The Quick Overview:
• Where students need to carry out online surveys, and where academic staff do not have a preference as to which tool the students use, we recommend eSurv: http://esurv.org
• A tutorial video explaining how to use eSurv is also available here: http://bit.ly/esurv-tutorial
One area where students sometimes come unstuck with their research projects is when they try to extract data from the free online survey tool they have used. While it is often easy to create a simple online survey for free, and easy for a limited number of respondents to take part in the survey, it is not always so easy for the researcher to access their data.
There are a large number of free online survey tools available for use, and choosing the most appropriate one is not always easy.
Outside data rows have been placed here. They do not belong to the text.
//! SQL schema for the Medala SQLite store.
//!
//! Executed once at connection startup. `PRAGMA user_version` records the
//! schema revision; opening a database stamped with a newer revision fails.

pub const SCHEMA_VERSION: i64 = 1;

/// Full schema DDL; idempotent thanks to `CREATE TABLE IF NOT EXISTS`.
pub const SCHEMA: &str = "
PRAGMA journal_mode = WAL;

-- One row per key. Writes overwrite; there is no history.
CREATE TABLE IF NOT EXISTS events (
    key         TEXT PRIMARY KEY,
    value_json  TEXT NOT NULL,
    written_at  TEXT NOT NULL    -- RFC 3339 UTC; server-assigned
) WITHOUT ROWID;

PRAGMA user_version = 1;
";
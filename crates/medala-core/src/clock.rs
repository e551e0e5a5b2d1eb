//! Write-time timestamps for append-only records.

use std::sync::atomic::{AtomicI64, Ordering};

use chrono::Utc;

/// Source of the millisecond timestamps embedded in record keys.
pub trait Clock: Send + Sync {
  /// Milliseconds since the Unix epoch.
  fn now_millis(&self) -> i64;
}

/// Wall-clock time, never going backwards for a given instance.
///
/// If the system clock steps back, the last issued value is repeated instead,
/// so keys stay non-decreasing. Repeats share a key with the previous write.
#[derive(Debug, Default)]
pub struct SystemClock {
  last: AtomicI64,
}

impl SystemClock {
  pub fn new() -> Self { Self::default() }
}

impl Clock for SystemClock {
  fn now_millis(&self) -> i64 {
    let now = Utc::now().timestamp_millis();
    let prev = self.last.fetch_max(now, Ordering::SeqCst);
    prev.max(now)
  }
}

/// A clock that only moves when told to.
#[derive(Debug, Default)]
pub struct ManualClock {
  now: AtomicI64,
}

impl ManualClock {
  pub fn at(millis: i64) -> Self { Self { now: AtomicI64::new(millis) } }

  pub fn set(&self, millis: i64) { self.now.store(millis, Ordering::SeqCst); }

  pub fn advance(&self, millis: i64) {
    self.now.fetch_add(millis, Ordering::SeqCst);
  }
}

impl Clock for ManualClock {
  fn now_millis(&self) -> i64 { self.now.load(Ordering::SeqCst) }
}
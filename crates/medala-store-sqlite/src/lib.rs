//! SQLite backend for the Medala event store.
//!
//! Wraps [`tokio_rusqlite`] so all database access runs on a dedicated thread
//! without blocking the async runtime.

mod encode;
mod schema;
mod store;

pub mod error;

pub use error::{Error, Result};
pub use store::SqliteStore;

#[cfg(test)]
mod tests;
//! `GET /health`: liveness probe. Does not touch the store.

use axum::Json;
use chrono::{DateTime, Utc};
use serde::Serialize;

#[derive(Debug, Serialize)]
pub struct Status {
  pub status:    &'static str,
  pub timestamp: DateTime<Utc>,
}

pub async fn handler() -> Json<Status> {
  Json(Status { status: "ok", timestamp: Utc::now() })
}
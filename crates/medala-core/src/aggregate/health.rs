//! The composite health index.

use serde::{Deserialize, Serialize};

use super::{
  display_score,
  trend::{self, Trend, TrendSummary},
};
use crate::{
  config::{AnalysisConfig, DimensionPolicy, TrendPoints},
  record::{Dimension, MetricSample, Stamped},
};

/// One dimension's contribution to the index.
#[derive(Debug, Clone, PartialEq, Serialize, Deserialize)]
pub struct DimensionScore {
  pub dimension: Dimension,
  pub trend:     Trend,
  pub latest:    f64,
  pub deviation: f64,
  /// 0–10.
  pub index:     f64,
  pub weight:    f64,
}

#[derive(Debug, Clone, PartialEq, Serialize, Deserialize)]
pub struct HealthIndex {
  /// 0–10.
  pub health_index:      f64,
  /// `round(health_index * 10)`, 0–100.
  pub score:             u8,
  /// No tracked dimension had data; `health_index` is the configured neutral
  /// value.
  pub insufficient_data: bool,
  pub samples:           usize,
  pub dimensions:        Vec<DimensionScore>,
}

fn trend_points(trend: Trend, points: &TrendPoints) -> f64 {
  match trend {
    Trend::Improving => points.improving,
    Trend::Stable => points.stable,
    Trend::Declining => points.declining,
  }
}

fn level(deviation: f64, policy: &DimensionPolicy) -> f64 {
  if policy.severity_span <= 0.0 {
    return if deviation == 0.0 { 10.0 } else { 0.0 };
  }
  10.0 * (1.0 - (deviation / policy.severity_span).min(1.0))
}

fn dimension_score(summary: &TrendSummary, cfg: &AnalysisConfig) -> DimensionScore {
  let policy = cfg.dimensions.get(summary.dimension);
  let tw = cfg.trend.trend_weight.clamp(0.0, 1.0);
  let index = (1.0 - tw) * level(summary.latest_deviation, policy)
    + tw * trend_points(summary.trend, &cfg.trend.points);

  DimensionScore {
    dimension: summary.dimension,
    trend:     summary.trend,
    latest:    summary.latest.value,
    deviation: summary.latest_deviation,
    index:     index.clamp(0.0, 10.0),
    weight:    policy.weight,
  }
}

/// Fold an already-selected window (oldest first) into an index.
pub(crate) fn score_window(
  window: &[&Stamped<MetricSample>],
  cfg: &AnalysisConfig,
) -> HealthIndex {
  let dimensions: Vec<DimensionScore> = trend::summaries(window, cfg)
    .iter()
    .map(|s| dimension_score(s, cfg))
    .collect();

  let total_weight: f64 = dimensions.iter().map(|d| d.weight.max(0.0)).sum();
  let (health_index, insufficient_data) = if total_weight > 0.0 {
    let weighted: f64 = dimensions.iter().map(|d| d.weight.max(0.0) * d.index).sum();
    ((weighted / total_weight).clamp(0.0, 10.0), false)
  } else {
    (cfg.neutral_index, true)
  };

  HealthIndex {
    health_index,
    score: display_score(health_index),
    insufficient_data,
    samples: window.len(),
    dimensions,
  }
}

/// Health index over the newest `index_sample_limit` metric samples.
pub fn health_index(samples: &[Stamped<MetricSample>], cfg: &AnalysisConfig) -> HealthIndex {
  score_window(&trend::newest(samples, cfg.index_sample_limit), cfg)
}
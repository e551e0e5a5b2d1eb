//! Risk analysis: trend labels, alerts and recommendations.
//!
//! Requires the user's [`Profile`]; the caller is responsible for failing with
//! a precondition error when there is none (see
//! [`crate::records::Records::risk_analysis`]).

use std::collections::BTreeMap;

use serde::{Deserialize, Serialize};

use super::{
  health::score_window,
  trend::{self, Trend, TrendSummary},
};
use crate::{
  config::{AnalysisConfig, DimensionPolicy},
  record::{Dimension, MetricSample, Profile, Stamped},
};

#[derive(Debug, Clone, Copy, PartialEq, Eq, Serialize, Deserialize)]
#[serde(rename_all = "snake_case")]
pub enum RiskLevel {
  Low,
  Moderate,
  High,
}

#[derive(
  Debug, Clone, Copy, PartialEq, Eq, PartialOrd, Ord, Serialize, Deserialize,
)]
#[serde(rename_all = "snake_case")]
pub enum AlertSeverity {
  Info,
  Warning,
  Critical,
}

#[derive(Debug, Clone, PartialEq, Serialize, Deserialize)]
pub struct Alert {
  pub severity:  AlertSeverity,
  pub dimension: Dimension,
  pub message:   String,
  /// Timestamp of the newest reading that triggered the alert.
  pub timestamp: i64,
}

#[derive(Debug, Clone, PartialEq, Serialize, Deserialize)]
pub struct RiskAnalysis {
  pub risk_level:             RiskLevel,
  pub health_stability_score: u8,
  pub trends:                 BTreeMap<Dimension, Trend>,
  /// Most severe first.
  pub alerts:                 Vec<Alert>,
  pub recommendations:        Vec<String>,
  pub samples:                usize,
}

fn fmt_value(dimension: Dimension, v: f64) -> String {
  match dimension {
    Dimension::Sleep | Dimension::Weight => format!("{v:.1}"),
    _ => format!("{v:.0}"),
  }
}

fn band(dimension: Dimension, policy: &DimensionPolicy) -> String {
  format!(
    "{}-{} {}",
    fmt_value(dimension, policy.target_low),
    fmt_value(dimension, policy.target_high),
    dimension.unit()
  )
}

fn alert_for(s: &TrendSummary, cfg: &AnalysisConfig) -> Option<Alert> {
  let d = s.dimension;
  let policy = cfg.dimensions.get(d);
  let latest = format!("{} {}", fmt_value(d, s.latest.value), d.unit());
  let streak = cfg.alerts.critical_streak.max(1);

  let (severity, message) = match s.trend {
    Trend::Declining if s.out_of_band_streak >= streak => (
      AlertSeverity::Critical,
      format!(
        "{} has remained outside the recommended range ({}) for {} consecutive readings (latest {latest})",
        d.label(),
        band(d, policy),
        s.out_of_band_streak,
      ),
    ),
    Trend::Declining if s.worsening_streak >= streak => (
      AlertSeverity::Critical,
      format!(
        "{} has worsened over {} consecutive readings (latest {latest})",
        d.label(),
        s.worsening_streak,
      ),
    ),
    Trend::Declining => (
      AlertSeverity::Warning,
      format!("{} is trending away from target (latest {latest})", d.label()),
    ),
    _ if cfg.alerts.alert_on_out_of_band && s.latest_deviation > 0.0 => (
      AlertSeverity::Info,
      format!(
        "{} is outside the recommended range ({}) (latest {latest})",
        d.label(),
        band(d, policy),
      ),
    ),
    _ => return None,
  };

  Some(Alert { severity, dimension: d, message, timestamp: s.latest.timestamp })
}

fn recommendation_for(s: &TrendSummary, profile: &Profile, cfg: &AnalysisConfig) -> String {
  let d = s.dimension;
  let policy = cfg.dimensions.get(d);
  match d {
    Dimension::MedicationAdherence => {
      let mut line = if s.latest.value < policy.target_low {
        format!(
          "Medication adherence at {}% - below recommended {}% threshold",
          fmt_value(d, s.latest.value),
          fmt_value(d, policy.target_low),
        )
      } else {
        format!(
          "Medication adherence averaging {}% over the last {} readings (latest {}%, target: {})",
          fmt_value(d, s.mean),
          s.readings,
          fmt_value(d, s.latest.value),
          band(d, policy),
        )
      };
      if !profile.medications.is_empty() {
        let names: Vec<&str> = profile.medications.iter().map(|m| m.name.as_str()).collect();
        line.push_str(&format!(" (review: {})", names.join(", ")));
      }
      line
    }
    Dimension::Sleep => format!(
      "Sleep averaging {} hours (target: {}-{} hours)",
      fmt_value(d, s.mean),
      fmt_value(d, policy.target_low),
      fmt_value(d, policy.target_high),
    ),
    _ => format!(
      "{} averaging {} {} over the last {} readings (target: {})",
      d.label(),
      fmt_value(d, s.mean),
      d.unit(),
      s.readings,
      band(d, policy),
    ),
  }
}

fn risk_level(alerts: &[Alert], score: u8, score_known: bool, cfg: &AnalysisConfig) -> RiskLevel {
  let worst = alerts.iter().map(|a| a.severity).max();
  if worst == Some(AlertSeverity::Critical) || (score_known && score < cfg.high_risk_below) {
    RiskLevel::High
  } else if worst == Some(AlertSeverity::Warning)
    || (score_known && score < cfg.moderate_risk_below)
  {
    RiskLevel::Moderate
  } else {
    RiskLevel::Low
  }
}

/// Analyse the newest `risk_sample_limit` metric samples for `profile`'s
/// owner. `samples` may be in any order.
pub fn analyze(
  profile: &Profile,
  samples: &[Stamped<MetricSample>],
  cfg: &AnalysisConfig,
) -> RiskAnalysis {
  let window = trend::newest(samples, cfg.risk_sample_limit);
  let summaries = trend::summaries(&window, cfg);
  let health = score_window(&window, cfg);

  let mut flagged: Vec<(Alert, &TrendSummary)> = summaries
    .iter()
    .filter_map(|s| alert_for(s, cfg).map(|a| (a, s)))
    .collect();
  flagged.sort_by(|(a, _), (b, _)| {
    b.severity.cmp(&a.severity).then(a.dimension.cmp(&b.dimension))
  });

  let mut recommendations: Vec<String> = flagged
    .iter()
    .map(|(_, s)| recommendation_for(s, profile, cfg))
    .collect();
  let alerts: Vec<Alert> = flagged.into_iter().map(|(a, _)| a).collect();

  if alerts.iter().any(|a| a.severity == AlertSeverity::Critical)
    && !cfg.alerts.critical_follow_up.is_empty()
  {
    recommendations.push(cfg.alerts.critical_follow_up.clone());
  }

  RiskAnalysis {
    risk_level: risk_level(&alerts, health.score, !health.insufficient_data, cfg),
    health_stability_score: health.score,
    trends: summaries.iter().map(|s| (s.dimension, s.trend)).collect(),
    alerts,
    recommendations,
    samples: window.len(),
  }
}
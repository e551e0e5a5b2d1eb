//! medala-server binary.
//!
//! Reads `config.toml` (or the path specified with `--config`) layered with
//! `MEDALA_*` environment variables, opens the SQLite store, and serves the
//! JSON API over HTTP.

use std::path::PathBuf;

use anyhow::Context as _;
use clap::Parser;
use medala_server::{ServerConfig, expand_tilde};
use medala_store_sqlite::SqliteStore;
use tokio::net::TcpListener;
use tracing::level_filters::LevelFilter;
use tracing_subscriber::EnvFilter;

#[derive(Parser)]
#[command(author, version, about = "Medala health record server")]
struct Cli {
  /// Path to the TOML configuration file.
  #[arg(short, long, default_value = "config.toml")]
  config: PathBuf,

  /// Print the effective configuration and exit.
  #[arg(long)]
  print_config: bool,
}

#[tokio::main]
async fn main() -> anyhow::Result<()> {
  tracing_subscriber::fmt()
    .with_env_filter(
      EnvFilter::builder()
        .with_default_directive(LevelFilter::INFO.into())
        .from_env_lossy(),
    )
    .init();

  let cli = Cli::parse();

  // Nested keys use a double underscore: MEDALA_ANALYSIS__RISK_SAMPLE_LIMIT.
  let settings = config::Config::builder()
    .add_source(config::File::from(cli.config).required(false))
    .add_source(
      config::Environment::with_prefix("MEDALA")
        .prefix_separator("_")
        .separator("__")
        .try_parsing(true),
    )
    .build()
    .context("failed to read config file")?;

  let server_cfg: ServerConfig = settings
    .try_deserialize()
    .context("failed to deserialise ServerConfig")?;

  if cli.print_config {
    println!("{server_cfg:#?}");
    return Ok(());
  }

  let store_path = expand_tilde(&server_cfg.store_path);
  if let Some(parent) = store_path.parent().filter(|p| !p.as_os_str().is_empty()) {
    std::fs::create_dir_all(parent)
      .with_context(|| format!("failed to create data directory {parent:?}"))?;
  }

  let store = SqliteStore::open(&store_path)
    .await
    .with_context(|| format!("failed to open store at {store_path:?}"))?;
  let keys = store.len().await.context("failed to inspect store")?;
  tracing::info!(path = ?store_path, keys, "opened store");

  let app = medala_server::app(server_cfg.state(store));
  let address = server_cfg.address();

  tracing::info!("Listening on http://{address}");
  let listener = TcpListener::bind(&address)
    .await
    .with_context(|| format!("failed to bind {address}"))?;

  axum::serve(listener, app)
    .with_graceful_shutdown(shutdown_signal())
    .await
    .context("server error")?;

  Ok(())
}

async fn shutdown_signal() {
  if let Err(e) = tokio::signal::ctrl_c().await {
    tracing::warn!(error = %e, "cannot listen for ctrl-c; running until killed");
    std::future::pending::<()>().await;
  }
  tracing::info!("shutting down");
}
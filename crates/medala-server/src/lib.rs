//! Medala server: configuration and application assembly.
//!
//! The binary in `main.rs` loads a [`ServerConfig`], opens the SQLite store
//! and serves [`app`]. Everything here is reusable from tests.

use std::{
  path::{Path, PathBuf},
  time::Duration,
};

use axum::Router;
use medala_api::{AppState, Attachments, attachments::DEFAULT_MAX_BYTES};
use medala_core::{config::AnalysisConfig, records::Records, store::EventStore};
use serde::Deserialize;
use tower_http::{cors::CorsLayer, trace::TraceLayer};

// ─── Configuration ───────────────────────────────────────────────────────────

/// Runtime server configuration, deserialised from `config.toml` and
/// `MEDALA_*` environment variables.
#[derive(Debug, Deserialize, Clone)]
#[serde(default)]
pub struct ServerConfig {
  pub host:                 String,
  pub port:                 u16,
  pub store_path:           PathBuf,
  pub attachments_dir:      PathBuf,
  pub store_timeout_ms:     u64,
  pub max_attachment_bytes: usize,
  pub analysis:             AnalysisConfig,
}

impl Default for ServerConfig {
  fn default() -> Self {
    Self {
      host:                 "127.0.0.1".to_string(),
      port:                 8080,
      store_path:           PathBuf::from("~/.local/share/medala/medala.db"),
      attachments_dir:      PathBuf::from("~/.local/share/medala/attachments"),
      store_timeout_ms:     5_000,
      max_attachment_bytes: DEFAULT_MAX_BYTES,
      analysis:             AnalysisConfig::default(),
    }
  }
}

impl ServerConfig {
  pub fn address(&self) -> String { format!("{}:{}", self.host, self.port) }

  pub fn store_timeout(&self) -> Duration { Duration::from_millis(self.store_timeout_ms) }

  /// Application state over `store`, with `~` expanded in file paths.
  pub fn state<S: EventStore>(&self, store: S) -> AppState<S> {
    AppState::new(
      Records::new(store.into()),
      self.analysis.clone(),
      Attachments::new(expand_tilde(&self.attachments_dir), self.max_attachment_bytes),
      self.store_timeout(),
    )
  }
}

/// Expand a leading `~` to the user's home directory.
pub fn expand_tilde(path: &Path) -> PathBuf {
  let s = path.to_string_lossy();
  if let Some(rest) = s.strip_prefix("~/")
    && let Ok(home) = std::env::var("HOME")
  {
    return PathBuf::from(home).join(rest);
  }
  path.to_path_buf()
}

// ─── Router ──────────────────────────────────────────────────────────────────

/// The full HTTP application: API routes plus request tracing and CORS.
pub fn app<S>(state: AppState<S>) -> Router
where
  S: EventStore + 'static,
{
  medala_api::api_router(state)
    .layer(TraceLayer::new_for_http())
    .layer(CorsLayer::permissive())
}
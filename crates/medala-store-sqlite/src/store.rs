//! [`SqliteStore`]: the SQLite implementation of [`EventStore`].

use std::path::Path;

use chrono::Utc;
use rusqlite::OptionalExtension as _;
use serde_json::Value;

use medala_core::store::{Entry, EventStore};

use crate::{
  Error, Result,
  encode::{RawEntry, decode_value, encode_dt, encode_value, prefix_successor},
  schema::{SCHEMA, SCHEMA_VERSION},
};

// ─── Store ───────────────────────────────────────────────────────────────────

/// A Medala event store backed by a single SQLite file.
///
/// Cloning is cheap; the inner connection is reference-counted.
#[derive(Clone)]
pub struct SqliteStore {
  conn: tokio_rusqlite::Connection,
}

impl SqliteStore {
  /// Open (or create) a store at `path` and run schema initialisation.
  pub async fn open(path: impl AsRef<Path>) -> Result<Self> {
    let conn = tokio_rusqlite::Connection::open(path).await?;
    let store = Self { conn };
    store.init_schema().await?;
    Ok(store)
  }

  /// Open an in-memory store, useful for testing.
  pub async fn open_in_memory() -> Result<Self> {
    let conn = tokio_rusqlite::Connection::open_in_memory().await?;
    let store = Self { conn };
    store.init_schema().await?;
    Ok(store)
  }

  async fn init_schema(&self) -> Result<()> {
    let found: i64 = self
      .conn
      .call(|conn| Ok(conn.query_row("PRAGMA user_version", [], |r| r.get(0))?))
      .await?;
    if found > SCHEMA_VERSION {
      return Err(Error::SchemaVersion { found, supported: SCHEMA_VERSION });
    }

    self
      .conn
      .call(|conn| {
        conn.execute_batch(SCHEMA)?;
        Ok(())
      })
      .await?;
    Ok(())
  }

  /// Number of stored keys.
  pub async fn len(&self) -> Result<usize> {
    let n: i64 = self
      .conn
      .call(|conn| Ok(conn.query_row("SELECT COUNT(*) FROM events", [], |r| r.get(0))?))
      .await?;
    Ok(usize::try_from(n).unwrap_or_default())
  }
}

// ─── EventStore impl ─────────────────────────────────────────────────────────

impl EventStore for SqliteStore {
  type Error = Error;

  async fn set(&self, key: &str, value: Value) -> Result<()> {
    let key        = key.to_owned();
    let value_json = encode_value(&value)?;
    let at_str     = encode_dt(Utc::now());

    self
      .conn
      .call(move |conn| {
        conn.execute(
          "INSERT INTO events (key, value_json, written_at) VALUES (?1, ?2, ?3)
           ON CONFLICT(key) DO UPDATE SET
             value_json = excluded.value_json,
             written_at = excluded.written_at",
          rusqlite::params![key, value_json, at_str],
        )?;
        Ok(())
      })
      .await?;

    Ok(())
  }

  async fn get(&self, key: &str) -> Result<Option<Value>> {
    let key = key.to_owned();

    let raw: Option<String> = self
      .conn
      .call(move |conn| {
        Ok(conn
          .query_row(
            "SELECT value_json FROM events WHERE key = ?1",
            rusqlite::params![key],
            |row| row.get(0),
          )
          .optional()?)
      })
      .await?;

    raw.as_deref().map(decode_value).transpose()
  }

  async fn get_by_prefix(&self, prefix: &str) -> Result<Vec<Entry>> {
    let lower = prefix.to_owned();
    let upper = prefix_successor(prefix);

    let raws: Vec<RawEntry> = self
      .conn
      .call(move |conn| {
        let map_row = |row: &rusqlite::Row<'_>| {
          Ok(RawEntry { key: row.get(0)?, value_json: row.get(1)? })
        };
        let rows = if let Some(upper) = upper {
          let mut stmt = conn.prepare(
            "SELECT key, value_json FROM events WHERE key >= ?1 AND key < ?2",
          )?;
          stmt
            .query_map(rusqlite::params![lower, upper], map_row)?
            .collect::<rusqlite::Result<Vec<_>>>()?
        } else {
          let mut stmt =
            conn.prepare("SELECT key, value_json FROM events WHERE key >= ?1")?;
          stmt
            .query_map(rusqlite::params![lower], map_row)?
            .collect::<rusqlite::Result<Vec<_>>>()?
        };
        Ok(rows)
      })
      .await?;

    raws.into_iter().map(RawEntry::into_entry).collect()
  }

  async fn delete(&self, key: &str) -> Result<bool> {
    let key = key.to_owned();

    let removed = self
      .conn
      .call(move |conn| {
        Ok(conn.execute("DELETE FROM events WHERE key = ?1", rusqlite::params![key])?)
      })
      .await?;

    Ok(removed > 0)
  }
}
In almost all cases, accessing the full-functionality of the survey tool is not free. For example, the free version of the survey tool may be limited by number and type of questions available (a maximum of ten questions, for example, and only basic questions). It may also be limited to a maximum number of responses (fifty responses per survey, for example). Another common restriction is to limit access to the survey data, and not to allow the researcher to download the data for analysis in a statistical package. While all these restrictions can be overcome by paying a monthly subscription to the survey tool provider, students often feel rather cheated when they find out that it will cost them, in some cases, £60 to download their data for analysis in SPSS. They often feel especially annoyed when they find out that if they chosen different tool they could have had free access to their data.
As part of a recent University of Northampton URB@N project, Paul Rice, Phil Oakman, Clive Howe and Rob Farmer decided to find out whether there was a genuinely free online survey tool out there somewhere. And they decided to make things more difficult by trying to find one that was also easy to use and that stored data in a way that was compliant with the UK Data Protection Act. The good news is that they found one!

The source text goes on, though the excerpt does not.